[INFORMATION SHOWN — start]

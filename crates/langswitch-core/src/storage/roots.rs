use std::path::{Component, Path, PathBuf};

use crate::kernel::constants::WIDGETS_DIR;
use crate::renderer::id::RendererId;

/// A storage area on disk together with the public URL it is served from
#[derive(Debug, Clone, PartialEq, Eq)]
pub struct AssetRoot {
    pub dir: PathBuf,
    pub url: String,
}

impl AssetRoot {
    pub fn new(dir: impl Into<PathBuf>, url: impl Into<String>) -> Self {
        Self {
            dir: dir.into(),
            url: url.into(),
        }
    }

    /// Directory holding renderer descriptors
    pub fn widgets_dir(&self) -> PathBuf {
        self.dir.join(WIDGETS_DIR)
    }

    /// Public URL of a path relative to this root
    pub fn url_for(&self, relative: &str) -> String {
        format!(
            "{}/{}",
            self.url.trim_end_matches('/'),
            relative.trim_start_matches('/')
        )
    }
}

/// The bundled renderer tree and the user-writable override area
#[derive(Debug, Clone, PartialEq, Eq)]
pub struct StorageRoots {
    pub bundled: AssetRoot,
    pub overrides: AssetRoot,
}

impl StorageRoots {
    pub fn new(bundled: AssetRoot, overrides: AssetRoot) -> Self {
        Self { bundled, overrides }
    }

    /// Root that applies to `id`, chosen by its storage tag only
    pub fn for_id(&self, id: &RendererId) -> &AssetRoot {
        if id.is_override() {
            &self.overrides
        } else {
            &self.bundled
        }
    }

    /// Absolute location of the renderer file for `id`.
    ///
    /// `None` when the id is empty or would leave its widget directory.
    pub fn locate(&self, id: &RendererId) -> Option<PathBuf> {
        let relative = Path::new(id.path());
        if id.is_empty() || !relative.components().all(|c| matches!(c, Component::Normal(_))) {
            return None;
        }
        Some(self.for_id(id).widgets_dir().join(relative))
    }
}
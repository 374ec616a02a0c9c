use std::path::PathBuf;

use crate::renderer::id::RendererId;
use crate::storage::roots::{AssetRoot, StorageRoots};

fn roots() -> StorageRoots {
    StorageRoots::new(
        AssetRoot::new("/srv/plugin", "https://cdn.test/plugin/"),
        AssetRoot::new("/srv/uploads/langswitch", "https://site.test/uploads/langswitch"),
    )
}

#[test]
fn test_locate_by_storage_tag() {
    let roots = roots();
    assert_eq!(
        roots.locate(&RendererId::parse("flags/tpw_flags.widget")),
        Some(PathBuf::from("/srv/plugin/widgets/flags/tpw_flags.widget"))
    );
    assert_eq!(
        roots.locate(&RendererId::parse("*flags/tpw_flags.widget")),
        Some(PathBuf::from("/srv/uploads/langswitch/widgets/flags/tpw_flags.widget"))
    );
}

#[test]
fn test_locate_rejects_escaping_ids() {
    let roots = roots();
    for raw in [
        "",
        "../secret.widget",
        "flags/../../x.widget",
        "/etc/passwd",
        "./flags/tpw_flags.widget",
    ] {
        assert!(roots.locate(&RendererId::parse(raw)).is_none(), "{:?} should be rejected", raw);
    }
}

#[test]
fn test_url_for_joins_cleanly() {
    let roots = roots();
    assert_eq!(
        roots.bundled.url_for("/widgets/flags/tpw_flags.css"),
        "https://cdn.test/plugin/widgets/flags/tpw_flags.css"
    );
    assert_eq!(
        roots.for_id(&RendererId::parse("*x")).url_for("widgets/x.js"),
        "https://site.test/uploads/langswitch/widgets/x.js"
    );
}
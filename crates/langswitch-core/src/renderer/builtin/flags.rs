use std::fmt;

use crate::renderer::traits::{RenderArgs, Renderer};
use crate::utils::html::escape_html;

/// Row of flag links, labelled through `title` and `aria-label`
#[derive(Debug, Default, Clone, Copy)]
pub struct FlagsRenderer;

impl FlagsRenderer {
    pub const KIND: &'static str = "flags";
}

impl Renderer for FlagsRenderer {
    fn name(&self) -> &str {
        Self::KIND
    }

    fn render(&self, args: &RenderArgs<'_>, out: &mut dyn fmt::Write) -> fmt::Result {
        writeln!(out, r#"<div class="tr_flags" id="tr_flags{}">"#, args.draw_id)?;
        for entry in args.entries {
            let label = format!("{} - {}", entry.label, entry.native_label);
            let class = if entry.active { "tr_flag tr_active" } else { "tr_flag" };
            writeln!(
                out,
                concat!(
                    r#"<a href="{}" class="{}" title="{}" aria-label="{}">"#,
                    r#"<span class="tr_flag_{}"></span></a>"#,
                ),
                entry.url,
                class,
                escape_html(&label),
                escape_html(&label),
                escape_html(&entry.flag),
            )?;
        }
        writeln!(out, "</div>")
    }
}
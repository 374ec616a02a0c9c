// Core modules of the language switcher
pub mod kernel;
pub mod links;
pub mod render_pass;
pub mod renderer;
pub mod storage;
pub mod utils;
pub mod widget;

// Re-export key public types/traits for easier use by the binary
pub use kernel::error::Error as KernelError;
pub use kernel::error::Result;
pub use links::{LanguageLinkBuilder, LanguageLinkEntry, LanguageTable};
pub use render_pass::RenderPass;
pub use renderer::{
    ActiveAssetAggregator, AssetQueue, Renderer, RendererCatalog, RendererId, RendererLoader,
};
pub use storage::{StorageRoots, SwitcherConfig};
pub use widget::{WidgetInstanceConfig, WidgetPresenter};

#[cfg(test)]
mod tests;
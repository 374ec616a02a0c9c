use std::collections::BTreeMap;
use std::path::Path;
use std::sync::LazyLock;

use log::debug;
use regex::Regex;

use crate::kernel::constants::{HEADER_READ_LIMIT, WIDGET_EXTENSION, WIDGET_PREFIX};
use crate::utils::fs::read_head;

/// Header keys with a meaning of their own, in their canonical spelling.
/// Other keys are kept as written.
pub const HEADER_KEYS: &[&str] = &[
    "Name",
    "Description",
    "Version",
    "Author",
    "Renderer",
    "License",
    "Website",
];

static HEADER_LINE: LazyLock<Regex> = LazyLock::new(|| {
    Regex::new(r"(?m)^[ \t/*#@]*([A-Za-z][\w-]*):(.*)$").expect("header pattern is a valid regex")
});

/// Describes one renderer found on disk
#[derive(Debug, Clone, PartialEq, Eq)]
pub struct RendererDescriptor {
    /// Path relative to the widget directory, e.g. `flags/tpw_flags.widget`
    pub id: String,

    /// Human-readable name shown in the style picker
    pub name: String,

    /// Remaining header fields keyed by canonical name
    pub metadata: BTreeMap<String, String>,
}

impl RendererDescriptor {
    /// Build a descriptor from header text; `None` when `Name` is absent or blank
    pub fn from_header(id: &str, header: &str) -> Option<Self> {
        let mut fields = parse_header(header);
        let name = fields.remove("Name").filter(|n| !n.is_empty())?;
        Some(Self {
            id: id.to_string(),
            name,
            metadata: fields,
        })
    }

    /// Read the header of `widgets_dir/id` and build a descriptor from it
    pub fn read(widgets_dir: &Path, id: &str) -> Option<Self> {
        let path = widgets_dir.join(id);
        match read_head(&path, HEADER_READ_LIMIT) {
            Ok(header) => Self::from_header(id, &header),
            Err(e) => {
                debug!("Skipping unreadable renderer descriptor {}: {}", path.display(), e);
                None
            }
        }
    }

    pub fn description(&self) -> Option<&str> {
        self.metadata.get("Description").map(String::as_str)
    }

    pub fn version(&self) -> Option<&str> {
        self.metadata.get("Version").map(String::as_str)
    }

    pub fn author(&self) -> Option<&str> {
        self.metadata.get("Author").map(String::as_str)
    }

    /// Factory kind: the `Renderer` header when present, else the short name
    pub fn kind(&self) -> &str {
        self.metadata
            .get("Renderer")
            .map(String::as_str)
            .filter(|kind| !kind.is_empty())
            .unwrap_or_else(|| short_name(&self.id))
    }

    pub fn short_name(&self) -> &str {
        short_name(&self.id)
    }
}

/// Extract `Key: value` header fields. Keys listed in [`HEADER_KEYS`] match
/// case-insensitively and are stored in canonical spelling. The first
/// occurrence of each key wins; a trailing comment terminator is dropped from
/// the value.
pub fn parse_header(header: &str) -> BTreeMap<String, String> {
    let mut fields = BTreeMap::new();
    for caps in HEADER_LINE.captures_iter(header) {
        let raw_key = &caps[1];
        let key = HEADER_KEYS
            .iter()
            .find(|k| k.eq_ignore_ascii_case(raw_key))
            .copied()
            .unwrap_or(raw_key);
        let value = caps[2].trim();
        let value = value.strip_suffix("*/").unwrap_or(value).trim();
        fields.entry(key.to_string()).or_insert_with(|| value.to_string());
    }
    fields
}

/// True when `file_name` follows the `tpw_<name>.widget` convention
pub fn is_descriptor_file_name(file_name: &str) -> bool {
    file_name.len() > WIDGET_PREFIX.len() + WIDGET_EXTENSION.len() + 1
        && file_name.starts_with(WIDGET_PREFIX)
        && file_name
            .strip_suffix(WIDGET_EXTENSION)
            .is_some_and(|rest| rest.ends_with('.'))
}

/// Canonical short name: the file name without directory, prefix or extension.
///
/// `flags/tpw_flags.widget` becomes `flags`.
pub fn short_name(id: &str) -> &str {
    let file_name = id.rsplit('/').next().unwrap_or(id);
    let stem = file_name
        .strip_suffix(WIDGET_EXTENSION)
        .and_then(|s| s.strip_suffix('.'))
        .unwrap_or(file_name);
    stem.strip_prefix(WIDGET_PREFIX).unwrap_or(stem)
}

/// The id without its descriptor extension; sibling assets share this base
pub fn base_path(id: &str) -> &str {
    id.strip_suffix(WIDGET_EXTENSION)
        .and_then(|s| s.strip_suffix('.'))
        .unwrap_or(id)
}
/// Escape a string for use inside HTML text or a quoted attribute value
pub fn escape_html(input: &str) -> String {
    let mut out = String::with_capacity(input.len());
    for c in input.chars() {
        match c {
            '&' => out.push_str("&amp;"),
            '<' => out.push_str("&lt;"),
            '>' => out.push_str("&gt;"),
            '"' => out.push_str("&quot;"),
            '\'' => out.push_str("&#039;"),
            _ => out.push(c),
        }
    }
    out
}

/// Percent-encode the characters that would end a single-quoted script
/// string, so a URL can sit inside `'...'` in an event handler.
///
/// The result still needs [`escape_html`] when placed in an attribute.
pub fn encode_script_url(url: &str) -> String {
    let mut out = String::with_capacity(url.len());
    for c in url.chars() {
        match c {
            '\'' => out.push_str("%27"),
            '\\' => out.push_str("%5C"),
            '\n' => out.push_str("%0A"),
            '\r' => out.push_str("%0D"),
            _ => out.push(c),
        }
    }
    out
}
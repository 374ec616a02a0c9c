pub mod config;
pub mod error;
pub mod roots;

/// Re-export key types
pub use config::{ConfigFormat, StorageSection, SwitcherConfig, WidgetEntry};
pub use roots::{AssetRoot, StorageRoots};

// Test module declaration
#[cfg(test)]
mod tests;
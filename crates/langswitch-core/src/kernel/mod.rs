//! # Langswitch Core Kernel
//!
//! Cross-cutting pieces shared by every subsystem of `langswitch-core`.
//!
//! ## Key Components:
//!
//! - **Core Constants**: file naming conventions for renderer descriptors and
//!   the fixed fallback renderer, via the `constants` submodule.
//! - **Error Handling**: the aggregate [`Error`](error::Error) type and the
//!   `Result` alias in the `error` submodule. Subsystem errors
//!   ([`RendererSystemError`](crate::renderer::error::RendererSystemError),
//!   [`StorageSystemError`](crate::storage::error::StorageSystemError),
//!   [`LinkSystemError`](crate::links::error::LinkSystemError)) convert into it
//!   with `?`.
pub mod constants;
pub mod error;

pub use error::{Error, Result};
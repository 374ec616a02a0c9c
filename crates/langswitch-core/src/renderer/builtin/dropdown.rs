use std::fmt;

use crate::renderer::traits::{RenderArgs, Renderer};
use crate::utils::html::escape_html;

/// Language picker drawn as a `<select>` that navigates on change
#[derive(Debug, Default, Clone, Copy)]
pub struct DropdownRenderer;

impl DropdownRenderer {
    pub const KIND: &'static str = "dropdown";
}

impl Renderer for DropdownRenderer {
    fn name(&self) -> &str {
        Self::KIND
    }

    fn render(&self, args: &RenderArgs<'_>, out: &mut dyn fmt::Write) -> fmt::Result {
        writeln!(
            out,
            concat!(
                r#"<span class="tr_dropdown"><select name="lang" id="tr_select{}" "#,
                r#"onchange="document.location.href=this.options[this.selectedIndex].value;">"#,
            ),
            args.draw_id
        )?;
        for entry in args.entries {
            let selected = if entry.active { r#" selected="selected""# } else { "" };
            writeln!(
                out,
                r#"<option value="{}"{}>{}</option>"#,
                entry.url,
                selected,
                escape_html(&entry.native_label),
            )?;
        }
        writeln!(out, "</select></span>")
    }
}
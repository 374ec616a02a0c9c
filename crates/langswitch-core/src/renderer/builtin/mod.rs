//! Renderers compiled into the crate. Each is bound to descriptor files whose
//! `Renderer` header (or short name) matches its `KIND`.
pub mod default;
pub mod dropdown;
pub mod flags;

pub use default::DefaultRenderer;
pub use dropdown::DropdownRenderer;
pub use flags::FlagsRenderer;
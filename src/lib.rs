//! Pure-Rust divide-and-conquer singular value decomposition of bidiagonal matrices.
//!
//! The merge step follows Gu and Eisenstat's "A Divide-and-Conquer Algorithm for the Bidiagonal
//! SVD": the two halves of the problem are glued together by a rank-one update whose singular
//! values are the roots of a secular equation. Deflation removes numerically redundant
//! components before the roots are computed, and the singular vectors are recovered from a
//! corrected update vector so that they stay orthogonal to working precision.

pub mod bidiag_svd;
pub mod combine;
pub mod dc;
pub mod deflation;
pub mod givens;
pub mod norm;
pub mod packing;
pub mod perm;
pub mod secular;

use thiserror::Error;

#[derive(Debug, Error)]
#[non_exhaustive]
pub enum LinalgError {
    #[error("Matrix is empty")]
    EmptyMatrix,
    #[error("Expected length {expected}, got {actual}")]
    WrongLength { expected: usize, actual: usize },
    #[error("Expected matrix of shape {expected:?}, got {actual:?}")]
    WrongShape {
        expected: (usize, usize),
        actual: (usize, usize),
    },
    #[error("Block with {rows} rows and {cols} cols is neither square nor one column wider")]
    NotSquareOrWide { rows: usize, cols: usize },
    #[error("Index {index} out of range for length {len}")]
    IndexOutOfRange { index: usize, len: usize },
    #[error("Diagonal is not sorted in strictly ascending order")]
    NotSorted,
    #[error("Leading diagonal entry must be zero")]
    NonzeroLeadingDiagonal,
    #[error("Singular value {index} of the halves is negative or NaN")]
    NegativeSingularValue { index: usize },
    #[error("Coupling weight must be positive")]
    NonPositiveCoupling,
    #[error("Index map is not a permutation")]
    NotPermutation,
}

pub type Result<T> = std::result::Result<T, LinalgError>;

/// Ordering of singular values
#[derive(Debug, Clone, Copy, PartialEq, Eq)]
pub enum Order {
    Largest,
    Smallest,
}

[INFORMATION SHOWN — finish]

• **EXERCISE DETAILS**
If a line in the data above holds the word "whose", count it; give only the total.

• **OUTPUT FOR THIS TASK**
2